**TASK ITEM**.
Give back all of the records exactly.

Saved entries
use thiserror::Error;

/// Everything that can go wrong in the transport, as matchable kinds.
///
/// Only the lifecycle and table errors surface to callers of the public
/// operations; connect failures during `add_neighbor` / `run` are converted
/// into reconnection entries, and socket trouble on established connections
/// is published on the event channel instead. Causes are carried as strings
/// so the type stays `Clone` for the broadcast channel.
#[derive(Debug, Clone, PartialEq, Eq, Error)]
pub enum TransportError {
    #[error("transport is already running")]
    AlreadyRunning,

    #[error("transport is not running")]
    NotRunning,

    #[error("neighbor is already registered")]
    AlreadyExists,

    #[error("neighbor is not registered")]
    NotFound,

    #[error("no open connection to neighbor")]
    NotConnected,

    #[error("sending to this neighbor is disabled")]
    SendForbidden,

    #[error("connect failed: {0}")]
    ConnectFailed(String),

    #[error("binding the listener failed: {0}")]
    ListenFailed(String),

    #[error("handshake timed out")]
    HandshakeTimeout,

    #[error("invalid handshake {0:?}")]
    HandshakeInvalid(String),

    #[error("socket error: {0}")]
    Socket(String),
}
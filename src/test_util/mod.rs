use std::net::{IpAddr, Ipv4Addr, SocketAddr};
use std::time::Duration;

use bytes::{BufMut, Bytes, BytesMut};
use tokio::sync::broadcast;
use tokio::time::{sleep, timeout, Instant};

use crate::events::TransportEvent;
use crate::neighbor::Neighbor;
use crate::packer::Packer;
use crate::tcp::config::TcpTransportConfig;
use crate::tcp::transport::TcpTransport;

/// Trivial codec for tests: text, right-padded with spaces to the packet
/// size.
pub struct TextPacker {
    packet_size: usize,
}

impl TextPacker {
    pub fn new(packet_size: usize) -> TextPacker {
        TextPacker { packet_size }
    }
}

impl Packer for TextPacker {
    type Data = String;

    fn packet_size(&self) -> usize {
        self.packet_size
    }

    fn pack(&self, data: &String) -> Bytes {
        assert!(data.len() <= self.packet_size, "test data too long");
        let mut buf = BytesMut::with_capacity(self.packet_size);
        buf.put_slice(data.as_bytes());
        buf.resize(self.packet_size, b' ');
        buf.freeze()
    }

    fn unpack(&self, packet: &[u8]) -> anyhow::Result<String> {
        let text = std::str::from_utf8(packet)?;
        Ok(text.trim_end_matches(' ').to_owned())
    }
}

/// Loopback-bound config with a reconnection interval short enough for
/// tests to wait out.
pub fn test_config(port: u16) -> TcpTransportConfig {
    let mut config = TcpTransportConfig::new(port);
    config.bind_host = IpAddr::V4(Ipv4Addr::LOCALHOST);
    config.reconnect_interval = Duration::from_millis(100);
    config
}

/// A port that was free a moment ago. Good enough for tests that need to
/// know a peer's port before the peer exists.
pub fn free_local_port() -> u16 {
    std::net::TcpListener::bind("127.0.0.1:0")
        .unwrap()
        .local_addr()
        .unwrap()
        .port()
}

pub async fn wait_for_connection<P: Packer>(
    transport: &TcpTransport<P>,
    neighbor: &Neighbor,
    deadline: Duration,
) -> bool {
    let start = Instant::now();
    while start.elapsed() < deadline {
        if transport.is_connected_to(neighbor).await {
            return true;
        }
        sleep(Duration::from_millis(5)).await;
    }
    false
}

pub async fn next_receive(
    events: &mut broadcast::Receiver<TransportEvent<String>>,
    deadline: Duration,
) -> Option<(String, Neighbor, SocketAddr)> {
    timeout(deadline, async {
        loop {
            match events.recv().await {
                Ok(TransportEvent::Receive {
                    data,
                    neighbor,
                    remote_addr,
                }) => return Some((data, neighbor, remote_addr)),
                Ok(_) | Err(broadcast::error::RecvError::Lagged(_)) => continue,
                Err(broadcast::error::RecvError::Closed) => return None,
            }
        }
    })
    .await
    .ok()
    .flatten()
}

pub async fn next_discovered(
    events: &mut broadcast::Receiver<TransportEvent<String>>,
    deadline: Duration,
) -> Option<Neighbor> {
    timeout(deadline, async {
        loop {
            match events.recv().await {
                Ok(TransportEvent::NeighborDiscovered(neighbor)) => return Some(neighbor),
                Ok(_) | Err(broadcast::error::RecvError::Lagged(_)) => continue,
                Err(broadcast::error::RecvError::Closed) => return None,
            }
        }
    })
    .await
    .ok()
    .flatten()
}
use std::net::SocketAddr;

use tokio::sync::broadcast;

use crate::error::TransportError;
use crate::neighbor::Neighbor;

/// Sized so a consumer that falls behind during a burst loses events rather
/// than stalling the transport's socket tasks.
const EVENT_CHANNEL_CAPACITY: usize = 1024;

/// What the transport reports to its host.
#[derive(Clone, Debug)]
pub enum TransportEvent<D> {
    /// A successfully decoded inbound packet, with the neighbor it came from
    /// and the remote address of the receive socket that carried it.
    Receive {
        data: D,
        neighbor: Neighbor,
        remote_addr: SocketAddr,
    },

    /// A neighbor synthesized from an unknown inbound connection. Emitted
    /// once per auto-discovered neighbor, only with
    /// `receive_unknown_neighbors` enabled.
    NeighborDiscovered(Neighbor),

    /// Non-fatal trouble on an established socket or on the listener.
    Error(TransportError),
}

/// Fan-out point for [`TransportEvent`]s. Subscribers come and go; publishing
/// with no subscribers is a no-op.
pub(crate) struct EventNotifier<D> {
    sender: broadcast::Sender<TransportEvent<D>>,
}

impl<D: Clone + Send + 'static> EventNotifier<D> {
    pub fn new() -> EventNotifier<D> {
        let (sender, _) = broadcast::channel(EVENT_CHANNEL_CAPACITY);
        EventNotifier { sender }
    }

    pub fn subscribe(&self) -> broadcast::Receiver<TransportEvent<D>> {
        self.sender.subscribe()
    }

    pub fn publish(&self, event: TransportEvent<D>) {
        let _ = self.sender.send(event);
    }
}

**EXERCISE SOLUTION**.
use thiserror::Error;

/// Everything that can go wrong in the transport, as matchable kinds.
///
/// Only the lifecycle and table errors surface to callers of the public
/// operations; connect failures during `add_neighbor` / `run` are converted
/// into reconnection entries, and socket trouble on established connections
/// is published on the event channel instead. Causes are carried as strings
/// so the type stays `Clone` for the broadcast channel.
#[derive(Debug, Clone, PartialEq, Eq, Error)]
pub enum TransportError {
    #[error("transport is already running")]
    AlreadyRunning,

    #[error("transport is not running")]
    NotRunning,

    #[error("neighbor is already registered")]
    AlreadyExists,

    #[error("neighbor is not registered")]
    NotFound,

    #[error("no open connection to neighbor")]
    NotConnected,

    #[error("sending to this neighbor is disabled")]
    SendForbidden,

    #[error("connect failed: {0}")]
    ConnectFailed(String),

    #[error("binding the listener failed: {0}")]
    ListenFailed(String),

    #[error("handshake timed out")]
    HandshakeTimeout,

    #[error("invalid handshake {0:?}")]
    HandshakeInvalid(String),

    #[error("socket error: {0}")]
    Socket(String),
}
filename src/test_util/mod.rs
use std::net::{IpAddr, Ipv4Addr, SocketAddr};
use std::time::Duration;

use bytes::{BufMut, Bytes, BytesMut};
use tokio::sync::broadcast;
use tokio::time::{sleep, timeout, Instant};

use crate::events::TransportEvent;
use crate::neighbor::Neighbor;
use crate::packer::Packer;
use crate::tcp::config::TcpTransportConfig;
use crate::tcp::transport::TcpTransport;

/// Trivial codec for tests: text, right-padded with spaces to the packet
/// size.
pub struct TextPacker {
    packet_size: usize,
}

impl TextPacker {
    pub fn new(packet_size: usize) -> TextPacker {
        TextPacker { packet_size }
    }
}

impl Packer for TextPacker {
    type Data = String;

    fn packet_size(&self) -> usize {
        self.packet_size
    }

    fn pack(&self, data: &String) -> Bytes {
        assert!(data.len() <= self.packet_size, "test data too long");
        let mut buf = BytesMut::with_capacity(self.packet_size);
        buf.put_slice(data.as_bytes());
        buf.resize(self.packet_size, b' ');
        buf.freeze()
    }

    fn unpack(&self, packet: &[u8]) -> anyhow::Result<String> {
        let text = std::str::from_utf8(packet)?;
        Ok(text.trim_end_matches(' ').to_owned())
    }
}

/// Loopback-bound config with a reconnection interval short enough for
/// tests to wait out.
pub fn test_config(port: u16) -> TcpTransportConfig {
    let mut config = TcpTransportConfig::new(port);
    config.bind_host = IpAddr::V4(Ipv4Addr::LOCALHOST);
    config.reconnect_interval = Duration::from_millis(100);
    config
}

/// A port that was free a moment ago. Good enough for tests that need to
/// know a peer's port before the peer exists.
pub fn free_local_port() -> u16 {
    std::net::TcpListener::bind("127.0.0.1:0")
        .unwrap()
        .local_addr()
        .unwrap()
        .port()
}

pub async fn wait_for_connection<P: Packer>(
    transport: &TcpTransport<P>,
    neighbor: &Neighbor,
    deadline: Duration,
) -> bool {
    let start = Instant::now();
    while start.elapsed() < deadline {
        if transport.is_connected_to(neighbor).await {
            return true;
        }
        sleep(Duration::from_millis(5)).await;
    }
    false
}

pub async fn next_receive(
    events: &mut broadcast::Receiver<TransportEvent<String>>,
    deadline: Duration,
) -> Option<(String, Neighbor, SocketAddr)> {
    timeout(deadline, async {
        loop {
            match events.recv().await {
                Ok(TransportEvent::Receive {
                    data,
                    neighbor,
                    remote_addr,
                }) => return Some((data, neighbor, remote_addr)),
                Ok(_) | Err(broadcast::error::RecvError::Lagged(_)) => continue,
                Err(broadcast::error::RecvError::Closed) => return None,
            }
        }
    })
    .await
    .ok()
    .flatten()
}

pub async fn next_discovered(
    events: &mut broadcast::Receiver<TransportEvent<String>>,
    deadline: Duration,
) -> Option<Neighbor> {
    timeout(deadline, async {
        loop {
            match events.recv().await {
                Ok(TransportEvent::NeighborDiscovered(neighbor)) => return Some(neighbor),
                Ok(_) | Err(broadcast::error::RecvError::Lagged(_)) => continue,
                Err(broadcast::error::RecvError::Closed) => return None,
            }
        }
    })
    .await
    .ok()
    .flatten()
}
use std::net::SocketAddr;

use tokio::sync::broadcast;

use crate::error::TransportError;
use crate::neighbor::Neighbor;

/// Sized so a consumer that falls behind during a burst loses events rather
/// than stalling the transport's socket tasks.
const EVENT_CHANNEL_CAPACITY: usize = 1024;

/// What the transport reports to its host.
#[derive(Clone, Debug)]
pub enum TransportEvent<D> {
    /// A successfully decoded inbound packet, with the neighbor it came from
    /// and the remote address of the receive socket that carried it.
    Receive {
        data: D,
        neighbor: Neighbor,
        remote_addr: SocketAddr,
    },

    /// A neighbor synthesized from an unknown inbound connection. Emitted
    /// once per auto-discovered neighbor, only with
    /// `receive_unknown_neighbors` enabled.
    NeighborDiscovered(Neighbor),

    /// Non-fatal trouble on an established socket or on the listener.
    Error(TransportError),
}

/// Fan-out point for [`TransportEvent`]s. Subscribers come and go; publishing
/// with no subscribers is a no-op.
pub(crate) struct EventNotifier<D> {
    sender: broadcast::Sender<TransportEvent<D>>,
}

impl<D: Clone + Send + 'static> EventNotifier<D> {
    pub fn new() -> EventNotifier<D> {
        let (sender, _) = broadcast::channel(EVENT_CHANNEL_CAPACITY);
        EventNotifier { sender }
    }

    pub fn subscribe(&self) -> broadcast::Receiver<TransportEvent<D>> {
        self.sender.subscribe()
    }

    pub fn publish(&self, event: TransportEvent<D>) {
        let _ = self.sender.send(event);
    }
}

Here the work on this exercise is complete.